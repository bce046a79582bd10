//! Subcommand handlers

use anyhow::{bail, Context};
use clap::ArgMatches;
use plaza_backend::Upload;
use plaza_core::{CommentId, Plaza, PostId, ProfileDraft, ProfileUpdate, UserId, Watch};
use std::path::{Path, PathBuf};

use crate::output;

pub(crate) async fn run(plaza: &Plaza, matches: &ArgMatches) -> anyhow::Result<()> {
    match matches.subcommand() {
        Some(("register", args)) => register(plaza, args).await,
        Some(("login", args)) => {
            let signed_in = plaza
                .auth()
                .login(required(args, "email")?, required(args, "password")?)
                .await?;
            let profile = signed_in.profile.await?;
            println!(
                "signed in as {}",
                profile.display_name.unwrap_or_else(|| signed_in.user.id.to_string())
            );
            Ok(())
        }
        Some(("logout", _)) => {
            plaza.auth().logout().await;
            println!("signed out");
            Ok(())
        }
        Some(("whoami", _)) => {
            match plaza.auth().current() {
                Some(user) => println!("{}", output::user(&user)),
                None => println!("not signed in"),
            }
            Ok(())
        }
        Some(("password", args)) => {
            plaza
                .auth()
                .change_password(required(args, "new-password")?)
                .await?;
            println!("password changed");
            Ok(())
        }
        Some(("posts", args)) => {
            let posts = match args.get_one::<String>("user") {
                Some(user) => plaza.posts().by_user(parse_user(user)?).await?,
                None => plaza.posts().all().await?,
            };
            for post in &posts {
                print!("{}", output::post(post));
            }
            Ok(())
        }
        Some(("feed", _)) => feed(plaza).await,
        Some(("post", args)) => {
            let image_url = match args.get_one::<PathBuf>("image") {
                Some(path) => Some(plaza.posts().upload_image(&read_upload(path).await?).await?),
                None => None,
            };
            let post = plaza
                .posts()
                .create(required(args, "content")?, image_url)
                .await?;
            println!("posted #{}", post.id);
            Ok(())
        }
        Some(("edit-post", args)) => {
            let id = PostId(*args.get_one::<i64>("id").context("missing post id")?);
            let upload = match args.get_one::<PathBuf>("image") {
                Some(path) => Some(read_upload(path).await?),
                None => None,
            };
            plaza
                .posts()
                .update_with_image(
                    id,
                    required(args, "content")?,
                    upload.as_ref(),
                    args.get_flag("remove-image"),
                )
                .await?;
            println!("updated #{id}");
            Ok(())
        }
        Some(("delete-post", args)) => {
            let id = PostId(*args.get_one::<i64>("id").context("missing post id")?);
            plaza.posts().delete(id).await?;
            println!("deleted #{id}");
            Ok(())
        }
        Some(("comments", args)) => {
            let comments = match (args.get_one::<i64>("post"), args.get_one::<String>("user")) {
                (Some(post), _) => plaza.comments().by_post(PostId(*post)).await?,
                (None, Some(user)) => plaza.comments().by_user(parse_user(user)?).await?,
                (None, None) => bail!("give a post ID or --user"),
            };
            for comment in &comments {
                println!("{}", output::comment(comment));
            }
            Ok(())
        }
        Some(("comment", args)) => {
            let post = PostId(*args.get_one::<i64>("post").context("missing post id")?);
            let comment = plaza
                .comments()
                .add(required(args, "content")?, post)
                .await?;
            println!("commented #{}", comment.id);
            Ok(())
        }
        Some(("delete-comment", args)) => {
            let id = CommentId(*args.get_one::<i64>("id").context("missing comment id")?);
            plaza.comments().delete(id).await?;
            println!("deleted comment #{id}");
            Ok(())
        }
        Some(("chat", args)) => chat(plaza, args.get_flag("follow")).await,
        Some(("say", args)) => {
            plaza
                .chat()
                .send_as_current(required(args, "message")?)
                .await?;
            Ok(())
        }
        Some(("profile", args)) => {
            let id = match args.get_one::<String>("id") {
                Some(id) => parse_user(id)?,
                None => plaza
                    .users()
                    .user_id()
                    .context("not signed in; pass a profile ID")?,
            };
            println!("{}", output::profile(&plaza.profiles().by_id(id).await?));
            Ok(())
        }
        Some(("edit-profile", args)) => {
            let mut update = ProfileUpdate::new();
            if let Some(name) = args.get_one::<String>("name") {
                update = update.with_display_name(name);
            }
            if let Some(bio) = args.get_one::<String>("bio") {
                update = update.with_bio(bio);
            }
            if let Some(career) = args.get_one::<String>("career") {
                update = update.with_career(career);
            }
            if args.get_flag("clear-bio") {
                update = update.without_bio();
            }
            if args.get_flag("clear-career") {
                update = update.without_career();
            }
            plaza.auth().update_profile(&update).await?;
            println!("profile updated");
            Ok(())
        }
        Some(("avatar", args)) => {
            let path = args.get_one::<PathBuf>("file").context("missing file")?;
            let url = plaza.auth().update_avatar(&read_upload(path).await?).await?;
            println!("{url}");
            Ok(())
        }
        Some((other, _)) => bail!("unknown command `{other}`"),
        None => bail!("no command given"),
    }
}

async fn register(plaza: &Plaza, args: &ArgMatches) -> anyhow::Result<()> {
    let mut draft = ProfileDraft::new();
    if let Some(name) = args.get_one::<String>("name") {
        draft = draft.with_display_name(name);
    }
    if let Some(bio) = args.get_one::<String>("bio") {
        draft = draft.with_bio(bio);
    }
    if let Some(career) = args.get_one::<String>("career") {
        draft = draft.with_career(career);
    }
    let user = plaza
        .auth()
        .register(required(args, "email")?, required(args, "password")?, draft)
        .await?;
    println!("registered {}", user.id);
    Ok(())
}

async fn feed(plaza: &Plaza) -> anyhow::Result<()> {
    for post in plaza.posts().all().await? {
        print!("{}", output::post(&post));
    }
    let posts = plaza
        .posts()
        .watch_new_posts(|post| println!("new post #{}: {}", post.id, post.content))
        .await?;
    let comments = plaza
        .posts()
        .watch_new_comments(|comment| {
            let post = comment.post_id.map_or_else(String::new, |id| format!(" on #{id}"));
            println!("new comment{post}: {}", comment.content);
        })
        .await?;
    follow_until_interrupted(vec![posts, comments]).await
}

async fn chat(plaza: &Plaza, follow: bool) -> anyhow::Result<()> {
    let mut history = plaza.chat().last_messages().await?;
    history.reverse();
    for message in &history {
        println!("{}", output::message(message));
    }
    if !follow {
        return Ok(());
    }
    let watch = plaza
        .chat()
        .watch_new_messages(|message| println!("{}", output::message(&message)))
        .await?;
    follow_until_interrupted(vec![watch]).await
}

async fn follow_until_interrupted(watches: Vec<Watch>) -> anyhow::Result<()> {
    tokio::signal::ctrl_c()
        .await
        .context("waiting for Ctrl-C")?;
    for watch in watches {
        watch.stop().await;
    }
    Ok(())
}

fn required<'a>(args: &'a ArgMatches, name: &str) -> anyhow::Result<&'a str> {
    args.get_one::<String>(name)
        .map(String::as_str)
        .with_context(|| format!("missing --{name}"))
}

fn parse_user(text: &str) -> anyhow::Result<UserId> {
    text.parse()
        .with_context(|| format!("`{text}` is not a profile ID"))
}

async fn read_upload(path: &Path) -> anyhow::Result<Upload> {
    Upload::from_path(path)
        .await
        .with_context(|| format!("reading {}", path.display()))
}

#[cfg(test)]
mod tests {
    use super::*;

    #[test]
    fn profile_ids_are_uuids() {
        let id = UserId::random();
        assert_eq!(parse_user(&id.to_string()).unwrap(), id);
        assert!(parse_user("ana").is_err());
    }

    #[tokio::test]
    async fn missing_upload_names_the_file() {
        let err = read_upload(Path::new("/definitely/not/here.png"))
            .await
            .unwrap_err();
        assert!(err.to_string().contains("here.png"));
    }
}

____

■ WORK TO BE COMPLETED ■
Leaving every word in place, retype all of the listing.

■ TASK OUTPUT ■
repository bce046a79582bd10
//! Subcommand handlers

use anyhow::{bail, Context};
use clap::ArgMatches;
use plaza_backend::Upload;
use plaza_core::{CommentId, Plaza, PostId, ProfileDraft, ProfileUpdate, UserId, Watch};
use std::path::{Path, PathBuf};

use crate::output;

pub(crate) async fn run(plaza: &Plaza, matches: &ArgMatches) -> anyhow::Result<()> {
    match matches.subcommand() {
        Some(("register", args)) => register(plaza, args).await,
        Some(("login", args)) => {
            let signed_in = plaza
                .auth()
                .login(required(args, "email")?, required(args, "password")?)
                .await?;
            let profile = signed_in.profile.await?;
            println!(
                "signed in as {}",
                profile.display_name.unwrap_or_else(|| signed_in.user.id.to_string())
            );
            Ok(())
        }
        Some(("logout", _)) => {
            plaza.auth().logout().await;
            println!("signed out");
            Ok(())
        }
        Some(("whoami", _)) => {
            match plaza.auth().current() {
                Some(user) => println!("{}", output::user(&user)),
                None => println!("not signed in"),
            }
            Ok(())
        }
        Some(("password", args)) => {
            plaza
                .auth()
                .change_password(required(args, "new-password")?)
                .await?;
            println!("password changed");
            Ok(())
        }
        Some(("posts", args)) => {
            let posts = match args.get_one::<String>("user") {
                Some(user) => plaza.posts().by_user(parse_user(user)?).await?,
                None => plaza.posts().all().await?,
            };
            for post in &posts {
                print!("{}", output::post(post));
            }
            Ok(())
        }
        Some(("feed", _)) => feed(plaza).await,
        Some(("post", args)) => {
            let image_url = match args.get_one::<PathBuf>("image") {
                Some(path) => Some(plaza.posts().upload_image(&read_upload(path).await?).await?),
                None => None,
            };
            let post = plaza
                .posts()
                .create(required(args, "content")?, image_url)
                .await?;
            println!("posted #{}", post.id);
            Ok(())
        }
        Some(("edit-post", args)) => {
            let id = PostId(*args.get_one::<i64>("id").context("missing post id")?);
            let upload = match args.get_one::<PathBuf>("image") {
                Some(path) => Some(read_upload(path).await?),
                None => None,
            };
            plaza
                .posts()
                .update_with_image(
                    id,
                    required(args, "content")?,
                    upload.as_ref(),
                    args.get_flag("remove-image"),
                )
                .await?;
            println!("updated #{id}");
            Ok(())
        }
        Some(("delete-post", args)) => {
            let id = PostId(*args.get_one::<i64>("id").context("missing post id")?);
            plaza.posts().delete(id).await?;
            println!("deleted #{id}");
            Ok(())
        }
        Some(("comments", args)) => {
            let comments = match (args.get_one::<i64>("post"), args.get_one::<String>("user")) {
                (Some(post), _) => plaza.comments().by_post(PostId(*post)).await?,
                (None, Some(user)) => plaza.comments().by_user(parse_user(user)?).await?,
                (None, None) => bail!("give a post ID or --user"),
            };
            for comment in &comments {
                println!("{}", output::comment(comment));
            }
            Ok(())
        }
        Some(("comment", args)) => {
            let post = PostId(*args.get_one::<i64>("post").context("missing post id")?);
            let comment = plaza
                .comments()
                .add(required(args, "content")?, post)
                .await?;
            println!("commented #{}", comment.id);
            Ok(())
        }
        Some(("delete-comment", args)) => {
            let id = CommentId(*args.get_one::<i64>("id").context("missing comment id")?);
            plaza.comments().delete(id).await?;
            println!("deleted comment #{id}");
            Ok(())
        }
        Some(("chat", args)) => chat(plaza, args.get_flag("follow")).await,
        Some(("say", args)) => {
            plaza
                .chat()
                .send_as_current(required(args, "message")?)
                .await?;
            Ok(())
        }
        Some(("profile", args)) => {
            let id = match args.get_one::<String>("id") {
                Some(id) => parse_user(id)?,
                None => plaza
                    .users()
                    .user_id()
                    .context("not signed in; pass a profile ID")?,
            };
            println!("{}", output::profile(&plaza.profiles().by_id(id).await?));
            Ok(())
        }
        Some(("edit-profile", args)) => {
            let mut update = ProfileUpdate::new();
            if let Some(name) = args.get_one::<String>("name") {
                update = update.with_display_name(name);
            }
            if let Some(bio) = args.get_one::<String>("bio") {
                update = update.with_bio(bio);
            }
            if let Some(career) = args.get_one::<String>("career") {
                update = update.with_career(career);
            }
            if args.get_flag("clear-bio") {
                update = update.without_bio();
            }
            if args.get_flag("clear-career") {
                update = update.without_career();
            }
            plaza.auth().update_profile(&update).await?;
            println!("profile updated");
            Ok(())
        }
        Some(("avatar", args)) => {
            let path = args.get_one::<PathBuf>("file").context("missing file")?;
            let url = plaza.auth().update_avatar(&read_upload(path).await?).await?;
            println!("{url}");
            Ok(())
        }
        Some((other, _)) => bail!("unknown command `{other}`"),
        None => bail!("no command given"),
    }
}

async fn register(plaza: &Plaza, args: &ArgMatches) -> anyhow::Result<()> {
    let mut draft = ProfileDraft::new();
    if let Some(name) = args.get_one::<String>("name") {
        draft = draft.with_display_name(name);
    }
    if let Some(bio) = args.get_one::<String>("bio") {
        draft = draft.with_bio(bio);
    }
    if let Some(career) = args.get_one::<String>("career") {
        draft = draft.with_career(career);
    }
    let user = plaza
        .auth()
        .register(required(args, "email")?, required(args, "password")?, draft)
        .await?;
    println!("registered {}", user.id);
    Ok(())
}

async fn feed(plaza: &Plaza) -> anyhow::Result<()> {
    for post in plaza.posts().all().await? {
        print!("{}", output::post(&post));
    }
    let posts = plaza
        .posts()
        .watch_new_posts(|post| println!("new post #{}: {}", post.id, post.content))
        .await?;
    let comments = plaza
        .posts()
        .watch_new_comments(|comment| {
            let post = comment.post_id.map_or_else(String::new, |id| format!(" on #{id}"));
            println!("new comment{post}: {}", comment.content);
        })
        .await?;
    follow_until_interrupted(vec![posts, comments]).await
}

async fn chat(plaza: &Plaza, follow: bool) -> anyhow::Result<()> {
    let mut history = plaza.chat().last_messages().await?;
    history.reverse();
    for message in &history {
        println!("{}", output::message(message));
    }
    if !follow {
        return Ok(());
    }
    let watch = plaza
        .chat()
        .watch_new_messages(|message| println!("{}", output::message(&message)))
        .await?;
    follow_until_interrupted(vec![watch]).await
}

async fn follow_until_interrupted(watches: Vec<Watch>) -> anyhow::Result<()> {
    tokio::signal::ctrl_c()
        .await
        .context("waiting for Ctrl-C")?;
    for watch in watches {
        watch.stop().await;
    }
    Ok(())
}

fn required<'a>(args: &'a ArgMatches, name: &str) -> anyhow::Result<&'a str> {
    args.get_one::<String>(name)
        .map(String::as_str)
        .with_context(|| format!("missing --{name}"))
}

fn parse_user(text: &str) -> anyhow::Result<UserId> {
    text.parse()
        .with_context(|| format!("`{text}` is not a profile ID"))
}

async fn read_upload(path: &Path) -> anyhow::Result<Upload> {
    Upload::from_path(path)
        .await
        .with_context(|| format!("reading {}", path.display()))
}

#[cfg(test)]
mod tests {
    use super::*;

    #[test]
    fn profile_ids_are_uuids() {
        let id = UserId::random();
        assert_eq!(parse_user(&id.to_string()).unwrap(), id);
        assert!(parse_user("ana").is_err());
    }

    #[tokio::test]
    async fn missing_upload_names_the_file() {
        let err = read_upload(Path::new("/definitely/not/here.png"))
            .await
            .unwrap_err();
        assert!(err.to_string().contains("here.png"));
    }
}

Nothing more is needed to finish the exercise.